EXERCISE DETAILS: Extract each line from the entries below that has the string "return" in it.

DATA SHOWN:
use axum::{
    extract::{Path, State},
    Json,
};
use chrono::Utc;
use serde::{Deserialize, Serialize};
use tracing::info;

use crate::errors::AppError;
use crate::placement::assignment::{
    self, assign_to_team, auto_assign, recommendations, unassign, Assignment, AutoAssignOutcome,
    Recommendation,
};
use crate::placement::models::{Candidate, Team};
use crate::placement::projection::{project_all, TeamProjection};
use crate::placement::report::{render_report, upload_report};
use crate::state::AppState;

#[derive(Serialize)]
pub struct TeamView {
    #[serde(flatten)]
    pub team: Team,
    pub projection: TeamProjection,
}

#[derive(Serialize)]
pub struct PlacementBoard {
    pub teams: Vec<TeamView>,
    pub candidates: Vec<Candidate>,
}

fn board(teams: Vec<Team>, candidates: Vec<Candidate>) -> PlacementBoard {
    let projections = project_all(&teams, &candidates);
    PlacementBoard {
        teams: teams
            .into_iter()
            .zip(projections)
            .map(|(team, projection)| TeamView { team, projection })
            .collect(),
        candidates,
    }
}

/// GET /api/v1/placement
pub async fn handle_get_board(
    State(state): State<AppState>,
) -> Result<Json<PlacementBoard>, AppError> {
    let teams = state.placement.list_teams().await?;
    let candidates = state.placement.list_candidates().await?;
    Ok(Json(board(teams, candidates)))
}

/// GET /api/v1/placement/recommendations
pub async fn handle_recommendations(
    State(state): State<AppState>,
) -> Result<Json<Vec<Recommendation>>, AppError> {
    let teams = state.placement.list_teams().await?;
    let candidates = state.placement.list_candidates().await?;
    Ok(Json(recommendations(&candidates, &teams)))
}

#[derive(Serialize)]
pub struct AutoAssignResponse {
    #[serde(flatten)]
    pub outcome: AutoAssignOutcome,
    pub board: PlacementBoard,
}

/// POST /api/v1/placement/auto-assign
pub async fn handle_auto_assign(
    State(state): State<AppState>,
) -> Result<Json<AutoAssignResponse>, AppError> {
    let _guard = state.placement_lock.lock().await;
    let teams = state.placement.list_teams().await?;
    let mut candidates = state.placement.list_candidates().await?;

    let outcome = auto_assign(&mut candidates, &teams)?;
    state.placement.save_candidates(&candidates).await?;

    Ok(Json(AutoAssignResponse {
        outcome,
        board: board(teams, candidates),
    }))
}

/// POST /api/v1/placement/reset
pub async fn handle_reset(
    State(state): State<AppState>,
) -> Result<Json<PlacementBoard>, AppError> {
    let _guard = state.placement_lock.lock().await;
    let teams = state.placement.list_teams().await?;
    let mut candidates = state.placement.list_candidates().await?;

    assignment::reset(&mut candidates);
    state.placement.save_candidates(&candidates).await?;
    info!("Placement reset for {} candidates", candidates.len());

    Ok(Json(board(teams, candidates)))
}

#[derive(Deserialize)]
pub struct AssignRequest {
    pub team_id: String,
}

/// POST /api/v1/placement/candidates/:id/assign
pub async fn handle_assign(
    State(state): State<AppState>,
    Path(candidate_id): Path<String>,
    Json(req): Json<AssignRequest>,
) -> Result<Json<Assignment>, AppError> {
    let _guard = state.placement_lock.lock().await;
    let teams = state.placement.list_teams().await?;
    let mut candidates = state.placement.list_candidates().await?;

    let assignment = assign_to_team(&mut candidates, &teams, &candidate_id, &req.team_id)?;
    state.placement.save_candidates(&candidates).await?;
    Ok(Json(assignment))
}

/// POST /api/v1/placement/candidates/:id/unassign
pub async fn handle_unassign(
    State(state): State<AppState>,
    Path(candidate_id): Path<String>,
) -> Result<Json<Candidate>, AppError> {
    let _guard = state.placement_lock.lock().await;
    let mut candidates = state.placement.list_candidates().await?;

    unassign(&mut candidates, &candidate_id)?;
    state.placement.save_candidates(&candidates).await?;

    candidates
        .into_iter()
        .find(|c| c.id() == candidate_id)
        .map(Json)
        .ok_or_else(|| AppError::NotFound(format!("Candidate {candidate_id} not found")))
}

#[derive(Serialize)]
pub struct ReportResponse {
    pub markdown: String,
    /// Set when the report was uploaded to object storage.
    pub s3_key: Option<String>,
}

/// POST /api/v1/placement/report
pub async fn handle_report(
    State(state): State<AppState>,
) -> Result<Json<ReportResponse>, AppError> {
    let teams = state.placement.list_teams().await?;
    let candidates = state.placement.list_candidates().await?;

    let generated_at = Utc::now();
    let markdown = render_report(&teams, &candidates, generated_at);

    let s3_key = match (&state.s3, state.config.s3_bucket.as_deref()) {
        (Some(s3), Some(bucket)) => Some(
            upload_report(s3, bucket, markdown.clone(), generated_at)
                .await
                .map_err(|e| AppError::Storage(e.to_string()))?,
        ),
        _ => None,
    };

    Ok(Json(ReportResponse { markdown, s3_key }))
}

...

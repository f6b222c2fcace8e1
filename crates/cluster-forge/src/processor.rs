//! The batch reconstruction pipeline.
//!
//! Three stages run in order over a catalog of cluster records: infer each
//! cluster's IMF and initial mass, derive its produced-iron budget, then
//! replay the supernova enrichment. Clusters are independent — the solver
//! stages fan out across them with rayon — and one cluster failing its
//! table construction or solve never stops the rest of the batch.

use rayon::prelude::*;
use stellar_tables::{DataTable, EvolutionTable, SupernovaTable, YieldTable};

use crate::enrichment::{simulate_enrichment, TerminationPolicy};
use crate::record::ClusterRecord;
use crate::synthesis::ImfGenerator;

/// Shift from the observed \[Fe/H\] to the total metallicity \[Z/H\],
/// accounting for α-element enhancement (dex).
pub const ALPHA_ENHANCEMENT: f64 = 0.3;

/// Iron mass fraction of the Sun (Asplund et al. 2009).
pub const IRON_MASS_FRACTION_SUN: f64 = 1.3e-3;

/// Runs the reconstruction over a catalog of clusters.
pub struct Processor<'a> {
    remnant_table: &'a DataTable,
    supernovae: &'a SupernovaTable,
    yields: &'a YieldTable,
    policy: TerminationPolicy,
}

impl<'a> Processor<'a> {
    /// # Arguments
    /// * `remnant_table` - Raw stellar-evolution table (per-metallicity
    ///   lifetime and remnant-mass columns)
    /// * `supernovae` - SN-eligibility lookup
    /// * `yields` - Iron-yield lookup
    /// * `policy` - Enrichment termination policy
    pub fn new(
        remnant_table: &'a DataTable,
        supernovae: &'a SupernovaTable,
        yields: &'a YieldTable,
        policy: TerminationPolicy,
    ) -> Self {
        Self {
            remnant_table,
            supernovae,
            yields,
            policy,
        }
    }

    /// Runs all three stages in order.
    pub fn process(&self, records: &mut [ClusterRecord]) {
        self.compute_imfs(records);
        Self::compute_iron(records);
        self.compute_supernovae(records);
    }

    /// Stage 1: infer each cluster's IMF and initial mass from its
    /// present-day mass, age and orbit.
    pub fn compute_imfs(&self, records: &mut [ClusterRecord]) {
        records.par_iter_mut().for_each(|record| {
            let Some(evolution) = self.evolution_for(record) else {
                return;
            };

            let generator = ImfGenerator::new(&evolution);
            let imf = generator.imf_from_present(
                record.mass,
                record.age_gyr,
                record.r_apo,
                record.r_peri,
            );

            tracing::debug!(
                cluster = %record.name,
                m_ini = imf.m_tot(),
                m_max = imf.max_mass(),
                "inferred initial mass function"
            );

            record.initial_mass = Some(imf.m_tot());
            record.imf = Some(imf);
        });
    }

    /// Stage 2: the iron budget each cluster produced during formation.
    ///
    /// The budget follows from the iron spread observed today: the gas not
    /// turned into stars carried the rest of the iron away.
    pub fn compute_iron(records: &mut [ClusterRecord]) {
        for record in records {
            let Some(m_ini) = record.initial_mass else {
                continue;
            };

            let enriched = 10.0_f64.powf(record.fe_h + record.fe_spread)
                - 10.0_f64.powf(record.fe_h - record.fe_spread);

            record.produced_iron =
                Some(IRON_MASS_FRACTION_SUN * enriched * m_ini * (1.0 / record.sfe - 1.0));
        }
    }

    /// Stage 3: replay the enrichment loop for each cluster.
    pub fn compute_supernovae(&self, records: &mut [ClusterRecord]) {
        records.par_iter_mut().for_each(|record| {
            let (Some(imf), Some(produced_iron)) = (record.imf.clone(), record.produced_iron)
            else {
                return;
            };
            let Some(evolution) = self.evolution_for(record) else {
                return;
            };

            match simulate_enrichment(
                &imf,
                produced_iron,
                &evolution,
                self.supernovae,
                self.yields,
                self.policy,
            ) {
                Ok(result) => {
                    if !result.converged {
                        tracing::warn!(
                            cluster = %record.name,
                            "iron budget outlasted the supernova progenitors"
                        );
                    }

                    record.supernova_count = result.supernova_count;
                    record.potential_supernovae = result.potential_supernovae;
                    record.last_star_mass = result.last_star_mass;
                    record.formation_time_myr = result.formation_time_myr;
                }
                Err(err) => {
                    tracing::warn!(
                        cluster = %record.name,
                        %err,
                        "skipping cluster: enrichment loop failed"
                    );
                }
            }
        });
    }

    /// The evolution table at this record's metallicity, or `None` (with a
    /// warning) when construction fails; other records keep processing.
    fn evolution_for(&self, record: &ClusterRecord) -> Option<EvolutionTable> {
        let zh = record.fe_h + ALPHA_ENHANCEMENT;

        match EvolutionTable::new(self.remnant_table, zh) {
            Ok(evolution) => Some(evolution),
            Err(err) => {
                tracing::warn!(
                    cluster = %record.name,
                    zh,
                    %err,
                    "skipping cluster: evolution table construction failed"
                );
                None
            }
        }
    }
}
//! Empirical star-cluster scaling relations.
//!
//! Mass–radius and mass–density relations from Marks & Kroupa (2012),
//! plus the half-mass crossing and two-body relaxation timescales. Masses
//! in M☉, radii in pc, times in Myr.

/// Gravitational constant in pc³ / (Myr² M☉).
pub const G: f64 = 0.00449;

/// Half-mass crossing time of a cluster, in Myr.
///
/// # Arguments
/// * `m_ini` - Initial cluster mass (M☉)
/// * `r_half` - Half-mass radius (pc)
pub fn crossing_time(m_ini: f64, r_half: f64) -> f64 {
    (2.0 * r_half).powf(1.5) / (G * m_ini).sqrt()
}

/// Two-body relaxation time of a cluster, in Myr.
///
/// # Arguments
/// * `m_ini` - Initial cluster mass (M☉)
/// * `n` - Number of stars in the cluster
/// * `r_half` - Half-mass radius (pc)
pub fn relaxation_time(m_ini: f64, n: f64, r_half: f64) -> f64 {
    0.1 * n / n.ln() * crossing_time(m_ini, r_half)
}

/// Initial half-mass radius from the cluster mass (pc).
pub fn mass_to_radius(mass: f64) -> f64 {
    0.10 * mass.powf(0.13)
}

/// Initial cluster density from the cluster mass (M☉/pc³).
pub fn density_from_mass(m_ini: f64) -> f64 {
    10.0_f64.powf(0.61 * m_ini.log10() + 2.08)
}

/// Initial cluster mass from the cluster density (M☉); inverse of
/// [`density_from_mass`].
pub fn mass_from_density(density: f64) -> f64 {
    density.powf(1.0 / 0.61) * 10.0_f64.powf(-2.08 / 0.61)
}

...

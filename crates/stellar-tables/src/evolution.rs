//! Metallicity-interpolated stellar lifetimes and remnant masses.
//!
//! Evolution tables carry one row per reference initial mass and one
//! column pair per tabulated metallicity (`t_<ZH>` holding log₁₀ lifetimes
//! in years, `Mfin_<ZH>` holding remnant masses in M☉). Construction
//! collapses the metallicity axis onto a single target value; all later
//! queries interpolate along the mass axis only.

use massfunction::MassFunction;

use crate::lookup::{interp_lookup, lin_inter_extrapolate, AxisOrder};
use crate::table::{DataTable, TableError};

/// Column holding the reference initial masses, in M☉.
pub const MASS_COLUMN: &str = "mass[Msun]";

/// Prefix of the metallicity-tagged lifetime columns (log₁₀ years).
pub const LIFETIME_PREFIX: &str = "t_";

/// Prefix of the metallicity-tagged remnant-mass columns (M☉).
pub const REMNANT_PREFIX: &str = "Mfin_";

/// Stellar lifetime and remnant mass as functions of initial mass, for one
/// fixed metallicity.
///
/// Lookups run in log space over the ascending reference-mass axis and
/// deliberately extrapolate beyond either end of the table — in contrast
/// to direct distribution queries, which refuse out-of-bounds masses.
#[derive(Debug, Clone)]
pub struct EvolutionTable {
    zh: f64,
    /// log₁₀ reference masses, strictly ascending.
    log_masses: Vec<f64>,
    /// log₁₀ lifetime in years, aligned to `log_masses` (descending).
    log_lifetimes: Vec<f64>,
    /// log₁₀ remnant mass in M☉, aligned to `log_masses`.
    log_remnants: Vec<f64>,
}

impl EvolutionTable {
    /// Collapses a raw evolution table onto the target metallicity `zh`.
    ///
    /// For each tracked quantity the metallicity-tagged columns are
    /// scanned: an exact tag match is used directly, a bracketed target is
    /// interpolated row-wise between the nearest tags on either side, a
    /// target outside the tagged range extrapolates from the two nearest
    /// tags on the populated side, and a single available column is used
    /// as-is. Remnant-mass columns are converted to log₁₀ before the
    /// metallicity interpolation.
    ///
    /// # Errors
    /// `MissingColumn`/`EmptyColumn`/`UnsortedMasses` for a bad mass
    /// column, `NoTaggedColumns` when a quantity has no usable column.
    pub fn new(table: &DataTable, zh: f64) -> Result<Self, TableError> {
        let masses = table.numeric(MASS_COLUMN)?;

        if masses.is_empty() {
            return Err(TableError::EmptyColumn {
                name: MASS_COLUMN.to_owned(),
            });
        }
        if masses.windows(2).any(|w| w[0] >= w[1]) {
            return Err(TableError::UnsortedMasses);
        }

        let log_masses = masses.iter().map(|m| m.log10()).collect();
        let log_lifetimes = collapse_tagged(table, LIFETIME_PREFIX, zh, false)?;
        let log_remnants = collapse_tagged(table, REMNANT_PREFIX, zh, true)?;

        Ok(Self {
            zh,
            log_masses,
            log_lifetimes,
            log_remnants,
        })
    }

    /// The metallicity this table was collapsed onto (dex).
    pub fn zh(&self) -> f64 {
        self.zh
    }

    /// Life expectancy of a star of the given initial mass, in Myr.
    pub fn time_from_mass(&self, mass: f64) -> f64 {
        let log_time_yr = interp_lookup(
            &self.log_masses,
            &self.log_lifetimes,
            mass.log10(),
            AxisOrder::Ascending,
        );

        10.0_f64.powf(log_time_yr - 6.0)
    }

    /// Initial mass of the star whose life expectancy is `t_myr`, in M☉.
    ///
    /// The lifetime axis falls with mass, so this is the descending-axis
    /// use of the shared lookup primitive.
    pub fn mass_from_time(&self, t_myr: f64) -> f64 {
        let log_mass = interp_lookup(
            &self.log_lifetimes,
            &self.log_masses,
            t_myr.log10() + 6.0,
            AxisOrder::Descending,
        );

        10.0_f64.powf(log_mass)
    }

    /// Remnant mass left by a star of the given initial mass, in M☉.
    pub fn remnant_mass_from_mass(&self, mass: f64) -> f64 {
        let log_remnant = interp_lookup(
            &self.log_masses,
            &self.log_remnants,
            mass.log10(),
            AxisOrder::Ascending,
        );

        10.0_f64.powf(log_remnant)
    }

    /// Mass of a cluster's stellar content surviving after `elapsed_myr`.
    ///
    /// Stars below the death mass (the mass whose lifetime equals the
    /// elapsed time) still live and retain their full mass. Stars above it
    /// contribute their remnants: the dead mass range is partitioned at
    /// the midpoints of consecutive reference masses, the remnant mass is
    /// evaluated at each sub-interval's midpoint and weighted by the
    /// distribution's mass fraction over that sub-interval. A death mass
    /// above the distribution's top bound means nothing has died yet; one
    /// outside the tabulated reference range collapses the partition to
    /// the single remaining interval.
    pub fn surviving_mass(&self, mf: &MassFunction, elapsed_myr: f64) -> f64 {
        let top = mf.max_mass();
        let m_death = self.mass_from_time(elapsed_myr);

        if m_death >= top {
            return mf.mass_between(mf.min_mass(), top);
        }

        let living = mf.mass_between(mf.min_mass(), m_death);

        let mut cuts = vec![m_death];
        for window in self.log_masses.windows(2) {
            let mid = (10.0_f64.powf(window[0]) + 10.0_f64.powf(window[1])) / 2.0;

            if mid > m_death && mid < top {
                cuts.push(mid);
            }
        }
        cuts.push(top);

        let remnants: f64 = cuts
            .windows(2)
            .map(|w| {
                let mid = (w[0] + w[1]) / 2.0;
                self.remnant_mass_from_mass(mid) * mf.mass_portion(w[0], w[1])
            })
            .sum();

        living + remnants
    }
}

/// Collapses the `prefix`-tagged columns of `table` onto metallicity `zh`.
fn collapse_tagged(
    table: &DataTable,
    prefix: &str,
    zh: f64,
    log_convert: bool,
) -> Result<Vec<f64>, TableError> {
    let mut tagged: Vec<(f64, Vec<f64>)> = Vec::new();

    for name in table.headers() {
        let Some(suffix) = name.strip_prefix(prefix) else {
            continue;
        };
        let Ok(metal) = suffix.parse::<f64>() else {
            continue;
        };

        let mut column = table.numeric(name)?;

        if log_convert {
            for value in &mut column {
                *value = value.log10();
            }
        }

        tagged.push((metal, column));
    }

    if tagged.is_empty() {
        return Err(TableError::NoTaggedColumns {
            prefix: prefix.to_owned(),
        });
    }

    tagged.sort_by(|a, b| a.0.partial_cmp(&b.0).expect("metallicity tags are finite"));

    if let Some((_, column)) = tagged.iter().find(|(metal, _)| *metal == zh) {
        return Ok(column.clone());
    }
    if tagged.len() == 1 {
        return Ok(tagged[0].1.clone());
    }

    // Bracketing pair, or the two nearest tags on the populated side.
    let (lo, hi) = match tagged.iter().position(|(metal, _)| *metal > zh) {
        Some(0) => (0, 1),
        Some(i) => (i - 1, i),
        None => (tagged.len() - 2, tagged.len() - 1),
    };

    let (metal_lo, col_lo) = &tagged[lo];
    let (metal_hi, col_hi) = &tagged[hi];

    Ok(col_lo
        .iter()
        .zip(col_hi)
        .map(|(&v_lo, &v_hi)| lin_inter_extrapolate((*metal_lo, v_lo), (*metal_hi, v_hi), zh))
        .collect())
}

ANSWER TO THIS TASK:
                return;
                return;
                return;
            return Err(TableError::EmptyColumn {
            return Err(TableError::UnsortedMasses);
            return mf.mass_between(mf.min_mass(), top);
        return Err(TableError::NoTaggedColumns {
        return Ok(column.clone());
        return Ok(tagged[0].1.clone());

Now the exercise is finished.